The function below receives the extended data matrix <tt> X (shape = (N, d+1))</tt> and the ouput vector <tt>y (shape = (N,1))</tt>, and should return the final weight vector <tt>w (shape = (d+1,1))</tt> and a list of size <tt>num_iterations+1</tt> with the cross-entropy loss values at the beginning and after each of the iterations, when <tt>return_history</tt> is <tt>True</tt>, or a Null list otherwise.
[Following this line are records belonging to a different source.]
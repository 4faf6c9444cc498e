//! Image signature verification and signing.
//!
//! Both cosign and notation are driven as external programs. A verifier
//! returns the reference pinned to the digest that was verified, so the
//! pull that follows fetches exactly the signed content.

use std::path::{Path, PathBuf};
use std::process::Stdio;

use async_trait::async_trait;
use cask_core::error::{CaskError, Result};
use serde::Deserialize;
use tokio::process::Command;

use crate::context::OpContext;
use crate::reference::Reference;

/// Keyless cosign identity constraints and an optional key.
#[derive(Debug, Clone, Default, PartialEq, Eq)]
pub struct CosignOptions {
    pub key: Option<String>,
    pub certificate_identity: Option<String>,
    pub certificate_identity_regexp: Option<String>,
    pub certificate_oidc_issuer: Option<String>,
    pub certificate_oidc_issuer_regexp: Option<String>,
}

/// `--verify` mode of a pull.
#[derive(Debug, Clone, Default, PartialEq, Eq)]
pub enum VerifyMode {
    #[default]
    None,
    Cosign(CosignOptions),
    Notation,
}

impl VerifyMode {
    /// Parse `none|cosign|notation`.
    pub fn parse(mode: &str, cosign: CosignOptions) -> Result<Self> {
        match mode {
            "" | "none" => Ok(VerifyMode::None),
            "cosign" => Ok(VerifyMode::Cosign(cosign)),
            "notation" => Ok(VerifyMode::Notation),
            other => Err(CaskError::invalid(format!(
                "no verifier found: {other} (expected none, cosign or notation)"
            ))),
        }
    }

    /// The verifier for this mode, `None` when verification is off.
    pub fn verifier(&self) -> Option<Box<dyn Verifier>> {
        match self {
            VerifyMode::None => None,
            VerifyMode::Cosign(opts) => Some(Box::new(CosignVerifier::new(opts.clone()))),
            VerifyMode::Notation => Some(Box::new(NotationVerifier::new())),
        }
    }
}

/// `--sign` mode of a push.
#[derive(Debug, Clone, Default, PartialEq, Eq)]
pub enum SignMode {
    #[default]
    None,
    Cosign { key: Option<String> },
    Notation { key_name: Option<String> },
}

impl SignMode {
    pub fn parse(mode: &str, cosign_key: Option<String>, notation_key_name: Option<String>) -> Result<Self> {
        match mode {
            "" | "none" => Ok(SignMode::None),
            "cosign" => Ok(SignMode::Cosign { key: cosign_key }),
            "notation" => Ok(SignMode::Notation {
                key_name: notation_key_name,
            }),
            other => Err(CaskError::invalid(format!(
                "no signer found: {other} (expected none, cosign or notation)"
            ))),
        }
    }

    /// The signer for this mode. Cosign signing is experimental.
    pub fn signer(&self, experimental: bool) -> Result<Option<Box<dyn Signer>>> {
        match self {
            SignMode::None => Ok(None),
            SignMode::Cosign { .. } if !experimental => Err(CaskError::Unsupported(
                "signing with cosign requires experimental mode".to_string(),
            )),
            SignMode::Cosign { key } => Ok(Some(Box::new(CosignSigner {
                program: PathBuf::from("cosign"),
                key: key.clone(),
            }))),
            SignMode::Notation { key_name } => Ok(Some(Box::new(NotationSigner {
                program: PathBuf::from("notation"),
                key_name: key_name.clone(),
            }))),
        }
    }
}

/// Verifies a remote image signature.
#[async_trait]
pub trait Verifier: Send + Sync {
    /// Verify `reference`; returns it pinned to the verified digest.
    async fn verify(&self, ctx: &OpContext, reference: &str) -> Result<String>;
}

/// Signs a pushed image.
#[async_trait]
pub trait Signer: Send + Sync {
    async fn sign(&self, ctx: &OpContext, reference: &str) -> Result<()>;
}

/// `cosign verify`.
pub struct CosignVerifier {
    program: PathBuf,
    opts: CosignOptions,
}

impl CosignVerifier {
    pub fn new(opts: CosignOptions) -> Self {
        Self {
            program: PathBuf::from("cosign"),
            opts,
        }
    }

    pub fn with_program(mut self, program: impl Into<PathBuf>) -> Self {
        self.program = program.into();
        self
    }

    fn args(&self, reference: &str) -> Result<Vec<String>> {
        let mut args = vec!["verify".to_string(), reference.to_string()];
        if let Some(key) = &self.opts.key {
            args.extend(["--key".to_string(), key.clone()]);
            return Ok(args);
        }

        match (
            &self.opts.certificate_identity,
            &self.opts.certificate_identity_regexp,
        ) {
            (Some(id), _) => args.extend(["--certificate-identity".to_string(), id.clone()]),
            (None, Some(re)) => {
                args.extend(["--certificate-identity-regexp".to_string(), re.clone()])
            }
            (None, None) => {
                return Err(CaskError::invalid(
                    "keyless cosign verification needs --cosign-certificate-identity or --cosign-certificate-identity-regexp",
                ))
            }
        }
        match (
            &self.opts.certificate_oidc_issuer,
            &self.opts.certificate_oidc_issuer_regexp,
        ) {
            (Some(issuer), _) => {
                args.extend(["--certificate-oidc-issuer".to_string(), issuer.clone()])
            }
            (None, Some(re)) => {
                args.extend(["--certificate-oidc-issuer-regexp".to_string(), re.clone()])
            }
            (None, None) => {
                return Err(CaskError::invalid(
                    "keyless cosign verification needs --cosign-certificate-oidc-issuer or --cosign-certificate-oidc-issuer-regexp",
                ))
            }
        }
        Ok(args)
    }
}

#[async_trait]
impl Verifier for CosignVerifier {
    async fn verify(&self, ctx: &OpContext, reference: &str) -> Result<String> {
        let args = self.args(reference)?;
        let output = run_tool(ctx, &self.program, &args).await?;
        if !output.success {
            return Err(CaskError::SignatureInvalid {
                message: format!("cosign verify {reference}: {}", output.stderr.trim()),
                cosign_mismatch: true,
            });
        }
        let digest = parse_cosign_digest(&output.stdout).ok_or_else(|| CaskError::SignatureInvalid {
            message: format!("cosign verify {reference}: no verified digest in output"),
            cosign_mismatch: true,
        })?;
        tracing::info!(reference = %reference, digest = %digest, "Verified cosign signature");
        pin(reference, &digest)
    }
}

/// `notation verify`.
pub struct NotationVerifier {
    program: PathBuf,
}

impl NotationVerifier {
    pub fn new() -> Self {
        Self {
            program: PathBuf::from("notation"),
        }
    }
}

impl Default for NotationVerifier {
    fn default() -> Self {
        Self::new()
    }
}

#[async_trait]
impl Verifier for NotationVerifier {
    async fn verify(&self, ctx: &OpContext, reference: &str) -> Result<String> {
        let args = vec!["verify".to_string(), reference.to_string()];
        let output = run_tool(ctx, &self.program, &args).await?;
        if !output.success {
            return Err(CaskError::SignatureInvalid {
                message: format!("notation verify {reference}: {}", output.stderr.trim()),
                cosign_mismatch: false,
            });
        }
        let digest = parse_notation_digest(&output.stdout).ok_or_else(|| {
            CaskError::SignatureInvalid {
                message: format!("notation verify {reference}: no verified digest in output"),
                cosign_mismatch: false,
            }
        })?;
        tracing::info!(reference = %reference, digest = %digest, "Verified notation signature");
        pin(reference, &digest)
    }
}

/// `cosign sign`.
pub struct CosignSigner {
    program: PathBuf,
    key: Option<String>,
}

#[async_trait]
impl Signer for CosignSigner {
    async fn sign(&self, ctx: &OpContext, reference: &str) -> Result<()> {
        let mut args = vec!["sign".to_string(), "--yes".to_string()];
        if let Some(key) = &self.key {
            args.extend(["--key".to_string(), key.clone()]);
        }
        args.push(reference.to_string());
        let output = run_tool(ctx, &self.program, &args).await?;
        if !output.success {
            return Err(CaskError::PushFailed {
                reference: reference.to_string(),
                message: format!("cosign sign: {}", output.stderr.trim()),
            });
        }
        tracing::info!(reference = %reference, "Signed with cosign");
        Ok(())
    }
}

/// `notation sign`.
pub struct NotationSigner {
    program: PathBuf,
    key_name: Option<String>,
}

#[async_trait]
impl Signer for NotationSigner {
    async fn sign(&self, ctx: &OpContext, reference: &str) -> Result<()> {
        let mut args = vec!["sign".to_string()];
        if let Some(key) = &self.key_name {
            args.extend(["--key".to_string(), key.clone()]);
        }
        args.push(reference.to_string());
        let output = run_tool(ctx, &self.program, &args).await?;
        if !output.success {
            return Err(CaskError::PushFailed {
                reference: reference.to_string(),
                message: format!("notation sign: {}", output.stderr.trim()),
            });
        }
        tracing::info!(reference = %reference, "Signed with notation");
        Ok(())
    }
}

struct ToolOutput {
    success: bool,
    stdout: String,
    stderr: String,
}

/// Run an external program under `ctx`; it is killed when the context
/// is canceled or expires.
async fn run_tool(ctx: &OpContext, program: &Path, args: &[String]) -> Result<ToolOutput> {
    tracing::debug!(program = %program.display(), args = ?args, "Running external tool");
    let child = Command::new(program)
        .args(args)
        .stdin(Stdio::null())
        .stdout(Stdio::piped())
        .stderr(Stdio::piped())
        .kill_on_drop(true)
        .spawn()
        .map_err(|e| match e.kind() {
            std::io::ErrorKind::NotFound => {
                CaskError::Unsupported(format!("{} is not installed", program.display()))
            }
            _ => CaskError::Io(e),
        })?;

    let output = ctx
        .run(async { child.wait_with_output().await.map_err(CaskError::from) })
        .await?;
    Ok(ToolOutput {
        success: output.status.success(),
        stdout: String::from_utf8_lossy(&output.stdout).to_string(),
        stderr: String::from_utf8_lossy(&output.stderr).to_string(),
    })
}

fn pin(reference: &str, digest: &str) -> Result<String> {
    let parsed = Reference::parse(reference)?;
    if let Some(existing) = &parsed.digest {
        if existing != digest {
            return Err(CaskError::SignatureInvalid {
                message: format!("verified digest {digest} does not match {existing}"),
                cosign_mismatch: false,
            });
        }
    }
    Ok(parsed.with_digest(digest).to_string())
}

/// Digest from `cosign verify` output: one JSON array of payloads per line,
/// each with `critical.image.docker-manifest-digest`.
pub fn parse_cosign_digest(stdout: &str) -> Option<String> {
    #[derive(Deserialize)]
    struct Payload {
        critical: Critical,
    }
    #[derive(Deserialize)]
    struct Critical {
        image: Image,
    }
    #[derive(Deserialize)]
    struct Image {
        #[serde(rename = "docker-manifest-digest")]
        digest: String,
    }

    stdout
        .lines()
        .filter_map(|line| serde_json::from_str::<Vec<Payload>>(line.trim()).ok())
        .flatten()
        .map(|p| p.critical.image.digest)
        .next()
}

/// Digest from `notation verify` output
/// (`Successfully verified signature for <repo>@<digest>`).
pub fn parse_notation_digest(stdout: &str) -> Option<String> {
    stdout
        .lines()
        .filter(|l| l.contains("Successfully verified"))
        .filter_map(|l| l.rsplit_once('@'))
        .map(|(_, digest)| digest.trim().to_string())
        .find(|d| crate::digest::validate(d).is_ok())
}

#[cfg(test)]
mod tests {
    use super::*;

    const DIGEST: &str = "sha256:6e9f67fa63b0323e9a1e587fd71c561ba48a034504fb804fd26fd8800039835d";

    #[test]
    fn test_parse_modes() {
        assert_eq!(VerifyMode::parse("none", CosignOptions::default()).unwrap(), VerifyMode::None);
        assert!(matches!(
            VerifyMode::parse("cosign", CosignOptions::default()).unwrap(),
            VerifyMode::Cosign(_)
        ));
        assert!(VerifyMode::parse("gpg", CosignOptions::default()).is_err());
        assert!(SignMode::parse("x", None, None).is_err());
    }

    #[test]
    fn test_cosign_signing_requires_experimental() {
        let mode = SignMode::parse("cosign", None, None).unwrap();
        let err = mode.signer(false).err().unwrap();
        assert!(err.is(cask_core::ErrorKind::Unsupported));
        assert!(mode.signer(true).unwrap().is_some());
        assert!(SignMode::None.signer(false).unwrap().is_none());
    }

    #[test]
    fn test_cosign_args() {
        let keyed = CosignVerifier::new(CosignOptions {
            key: Some("cosign.pub".to_string()),
            ..Default::default()
        });
        assert_eq!(
            keyed.args("r.io/a:1").unwrap(),
            vec!["verify", "r.io/a:1", "--key", "cosign.pub"]
        );

        let keyless = CosignVerifier::new(CosignOptions {
            certificate_identity: Some("me@example.com".to_string()),
            ..Default::default()
        });
        assert!(keyless.args("r.io/a:1").is_err());
    }

    #[test]
    fn test_parse_cosign_output() {
        let out = format!(
            "\n[{{\"critical\":{{\"identity\":{{\"docker-reference\":\"r.io/a\"}},\"image\":{{\"docker-manifest-digest\":\"{DIGEST}\"}},\"type\":\"cosign container image signature\"}},\"optional\":null}}]\n"
        );
        assert_eq!(parse_cosign_digest(&out), Some(DIGEST.to_string()));
        assert_eq!(parse_cosign_digest("garbage"), None);
    }

    #[test]
    fn test_parse_notation_output() {
        let out = format!("Successfully verified signature for r.io/a@{DIGEST}\n");
        assert_eq!(parse_notation_digest(&out), Some(DIGEST.to_string()));
    }

    #[test]
    fn test_pin() {
        assert_eq!(pin("r.io/a:1", DIGEST).unwrap(), format!("r.io/a:1@{DIGEST}"));
    }

    #[tokio::test]
    async fn test_missing_program_is_unsupported() {
        let verifier = CosignVerifier::new(CosignOptions {
            key: Some("k".to_string()),
            ..Default::default()
        })
        .with_program("/nonexistent/cosign");
        let err = verifier
            .verify(&OpContext::new("default"), "r.io/a:1")
            .await
            .unwrap_err();
        assert!(err.is(cask_core::ErrorKind::Unsupported));
    }
}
If <tt>w0==None</tt>, then it must be initialized  with <tt>w0 = np.random.normal(loc = 0, scale = 1, size = X.shape[1])</tt>


In [None]:
def train_logistic(X, y, learning_rate = 1e-3, w0 = None,\
                        num_iterations = 300, return_history = False):
    """
    Computes the weight vector applying the gradient descent technique
    :param X: design matrix
    :type X: np.ndarray(shape=(N,d+1))
    :param y: class label
    :type y: np.ndarray(shape=(N,1))
    :return: weight vector
    :rtype: np.ndarray(shape=(1+d,1))
    :return: the history of loss values (optional)
    :rtype: list of floats
    """    

    # Initialize the weight vector with random values
    # Here, drawn indenpendently from a normal unit distribution
    if w0 is None:
        w0 = np.random.normal(loc = 0, scale = 1, size = X.shape[1]).reshape(X.shape[1],1)
    w = w0
    # To store the cross entropy value at each iteration
    history = []
    # YOUR CODE HERE
    raise NotImplementedError()


In [None]:
# TEST CELL
X_test = np.array([[1., 2.], [1., 3.], [1., 4.]])
y_test = np.array([[0.], [1.], [1.]])
w_test = np.array([[0.], [0.]])
expected_w_final = np.array([[-3.19581162], [ 1.47454342]])
learning_rate = 0.05
num_iters = 1000
expected_loss_history_length = num_iters + 1
w_final, loss_history = train_logistic(X_test, y_test, learning_rate, w_test, num_iters, return_history=True)
assert np.allclose(w_final, expected_w_final, atol=1e-1), "Test failed for train_logistic: w_final incorrect"
assert len(loss_history) == expected_loss_history_length, "Test failed for train_logistic: loss history length incorrect"

w_final, loss_history = train_logistic(X_test, y_test, learning_rate, w_test, num_iters, return_history=True)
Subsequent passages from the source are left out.